ここからは一例です。あなたのプロダクトのログに合わせて置き換えてください。ねらい→やり方→失敗と直し方を短文で添えると、実装が早くなります。
【コピペOK】上位3施策(例)
1) 住所自動補完(TTV):Score=2.4
ねらい:入力摩擦の削減 → Ahaまでの“距離”を詰める
やり方:候補API / 入力制御 / 受け入れ基準(P95 0.5s)
失敗と直し方:候補精度が低い→辞書を限定しパフォーマンス優先
2) フォーム内ヒント(Aha):Score=2.4
ねらい:モーダルをやめ、操作中に“言い換え”を提示
やり方:プレースホルダ/補足テキスト/タップ時ヒント
失敗と直し方:説明過多→5-7語に圧縮
3) 24hリマインド(翌日活性):Score=1.6
ねらい:初回価値の翌日に“次の一歩”を促す
やり方:ディープリンク/成功通知からの連結
失敗と直し方:通知無視→件名と冒頭を“30秒で終わる”に統一
意思決定と価値づくりの全体像は、課題解決型PdM 完全ガイド と 価値提供型PdMの設計図が土台になります。

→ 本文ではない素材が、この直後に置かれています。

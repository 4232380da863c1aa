//! Scene state and core simulation types
//!
//! Everything one scene instance owns lives in `Scene`; a restart throws the
//! whole struct away and builds a fresh one.

use glam::Vec2;
use rand::{Rng, SeedableRng};
use rand_pcg::Pcg32;

use super::anims::{AnimKey, AnimationSet, Animator};
use super::body::{Aabb, Body};
use super::physics::{ArcadeWorld, Interaction};
use crate::assets::{AssetKey, AssetManifest};
use crate::config::GameConfig;
use crate::consts::*;

/// Current phase of gameplay
#[derive(Debug, Clone, Copy, PartialEq, Eq)]
pub enum GamePhase {
    /// Active gameplay
    Playing,
    /// Player touched a hazard; physics is frozen until restart
    GameOver,
}

/// Notable things that happened during a tick, drained by the host
#[derive(Debug, Clone, PartialEq)]
pub enum GameEvent {
    StarCollected { star_id: u32, points: u64, score: u64 },
    StarsReset,
    BombSpawned { bomb_id: u32, x: f32 },
    GameOver { score: u64, bomb_id: Option<u32> },
    Restarted { seed: u64 },
}

/// Geometry shared by every scene instance, derived from config and assets
#[derive(Debug, Clone)]
pub struct SceneLayout {
    pub world_size: Vec2,
    pub gravity: Vec2,
    /// Scaled background rectangle
    pub background: Aabb,
    pub platforms: Vec<Aabb>,
    pub player_spawn: Vec2,
    pub player_size: Vec2,
    pub star_size: Vec2,
    pub bomb_size: Vec2,
}

impl SceneLayout {
    pub fn new(config: &GameConfig, assets: &AssetManifest) -> Self {
        let ground = assets.cell_size(AssetKey::Ground);
        let platforms = PLATFORMS
            .iter()
            .map(|&(x, y, scale)| Aabb::from_center_size(Vec2::new(x, y), ground * scale))
            .collect();

        Self {
            world_size: Vec2::new(config.width as f32, config.height as f32),
            gravity: Vec2::new(0.0, config.physics.gravity_y),
            background: Aabb::from_center_size(
                Vec2::new(SKY_POS.0, SKY_POS.1),
                assets.cell_size(AssetKey::Sky) * SKY_SCALE,
            ),
            platforms,
            player_spawn: Vec2::new(PLAYER_SPAWN.0, PLAYER_SPAWN.1),
            player_size: assets.cell_size(AssetKey::Dude) * PLAYER_SCALE,
            star_size: assets.cell_size(AssetKey::Pineapple) * STAR_SCALE,
            bomb_size: assets.cell_size(AssetKey::Shrimp) * BOMB_SCALE,
        }
    }
}

impl Default for SceneLayout {
    fn default() -> Self {
        Self::new(&GameConfig::default(), &AssetManifest::default())
    }
}

/// A static platform
#[derive(Debug, Clone)]
pub struct Platform {
    pub id: u32,
    pub bounds: Aabb,
}

/// The player sprite
#[derive(Debug, Clone)]
pub struct Player {
    pub body: Body,
    /// RGB tint applied over the sprite
    pub tint: Option<u32>,
    pub anim: Animator,
}

/// A collectible; collected stars are deactivated, never removed
#[derive(Debug, Clone)]
pub struct Star {
    pub id: u32,
    pub body: Body,
    pub active: bool,
    pub visible: bool,
}

impl Star {
    pub fn deactivate(&mut self) {
        self.active = false;
        self.visible = false;
        self.body.disable();
    }
}

/// A hazard
#[derive(Debug, Clone)]
pub struct Bomb {
    pub id: u32,
    pub body: Body,
}

/// Complete scene state (deterministic for a given seed and input sequence)
#[derive(Debug, Clone)]
pub struct Scene {
    /// Seed this instance was created with
    pub seed: u64,
    pub(super) rng: Pcg32,
    pub layout: SceneLayout,
    pub world: ArcadeWorld,
    pub anims: AnimationSet,
    pub score: u64,
    pub phase: GamePhase,
    /// Simulation tick counter
    pub time_ticks: u64,
    pub player: Player,
    pub platforms: Vec<Platform>,
    /// Fixed set, sorted by id
    pub stars: Vec<Star>,
    /// Grows for the lifetime of the scene, sorted by id
    pub bombs: Vec<Bomb>,
    /// Events since the last drain
    pub events: Vec<GameEvent>,
    next_id: u32,
}

impl Scene {
    /// Build a fresh scene: background, platforms, player, animations,
    /// physics pairings, collectibles. Score starts at zero.
    pub fn create(layout: SceneLayout, seed: u64) -> Self {
        let mut world = ArcadeWorld::new(layout.gravity, layout.world_size);

        let player = Player {
            body: Body::new(layout.player_spawn, layout.player_size)
                .with_bounce(PLAYER_BOUNCE)
                .with_world_bounds(),
            tint: None,
            anim: Animator::default(),
        };

        world.register(Interaction::PlayerPlatforms);
        world.register(Interaction::StarsPlatforms);
        world.register(Interaction::BombsPlatforms);
        world.register(Interaction::PlayerStars);
        world.register(Interaction::PlayerBombs);

        let mut scene = Self {
            seed,
            rng: Pcg32::seed_from_u64(seed),
            platforms: Vec::with_capacity(layout.platforms.len()),
            layout,
            world,
            anims: AnimationSet::player(),
            score: 0,
            phase: GamePhase::Playing,
            time_ticks: 0,
            player,
            stars: Vec::with_capacity(STAR_COUNT),
            bombs: Vec::new(),
            events: Vec::new(),
            next_id: 1,
        };

        for i in 0..scene.layout.platforms.len() {
            let id = scene.next_entity_id();
            let bounds = scene.layout.platforms[i];
            scene.platforms.push(Platform { id, bounds });
        }

        scene.spawn_stars();
        super::tick::reset_stars(&mut scene);
        scene.player.anim.play(AnimKey::Turn, false);

        scene
    }

    /// Tear everything down and start over. The new seed comes from this
    /// scene's RNG, so a run stays reproducible from its first seed.
    pub fn restart(&mut self) {
        let seed: u64 = self.rng.random();
        let layout = self.layout.clone();
        *self = Scene::create(layout, seed);
        self.events.push(GameEvent::Restarted { seed });
        log::info!("Scene restarted with seed: {}", seed);
    }

    /// Allocate a new entity ID
    pub fn next_entity_id(&mut self) -> u32 {
        let id = self.next_id;
        self.next_id += 1;
        id
    }

    pub fn is_game_over(&self) -> bool {
        self.phase == GamePhase::GameOver
    }

    pub fn active_star_count(&self) -> usize {
        self.stars.iter().filter(|s| s.active).count()
    }

    pub fn bomb_count(&self) -> usize {
        self.bombs.len()
    }

    /// Take all pending events
    pub fn drain_events(&mut self) -> Vec<GameEvent> {
        std::mem::take(&mut self.events)
    }

    /// Lay out the collectible row; positions settle in `reset_stars`
    fn spawn_stars(&mut self) {
        let start_x = self.rng.random_range(STAR_START_X.0..=STAR_START_X.1) as f32;
        for i in 0..STAR_COUNT {
            let id = self.next_entity_id();
            let x = start_x + STAR_STEP_X * i as f32;
            self.stars.push(Star {
                id,
                body: Body::new(Vec2::new(x, 0.0), self.layout.star_size),
                active: true,
                visible: true,
            });
        }
    }
}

まずはここで“型”を共有してからRICEに入ると早いです。
意思決定ログで“資産化”する
会議で終わらせず、ログに残す。若手の育成にも効き、次の入れ替えが速くなります。1スプリント1枚、形は崩さないのがコツ。
【コピペOK】意思決定ログ
前提:誰の・何の不満か(25字)
KR:Aha/TTV/翌日活性のどれに効かせる?
選択肢:A/B/C(やらない含む)
判断:Bを採用。理由=依存が少なく即効性
捨てた:Aは保留。理由=前提作業が未整備
学習:結果/気づき/次の仮説(1行)
まとめ:順番が決まれば、速度は上がる
RICEだけに頼らず、依存関係と撤退条件までセットで決める。評価は先行指標に寄せ、2週間で躊躇なく入れ替える。今日やることはひとつ——「上位5施策をRICEの先行指標版で採点→依存ミニ表→撤退条件」を30分で書き切ることです。そこから、チームの速度は目に見えて上がります。
FAQ
- Q. RICEの“Impact”がブレます。
- A. Aha/TTV/翌日活性のどれに効くかを先に決め、そこへの効きで「弱/中/強」を判断してください。遅行指標での採点は避けましょう。
- Q. 工数(Effort)の見積もりが難しい。
- A. 2週間で“手を付けるだけ”ではなく、ユーザーが変化を感じるレベルを基準に見積もると精度が上がります。
- Q. 会議が長引きます。
- A. 採点は事前入力、会議は「順番の入れ替え」と「撤退条件」だけ。台本を使って30分で終わらせましょう。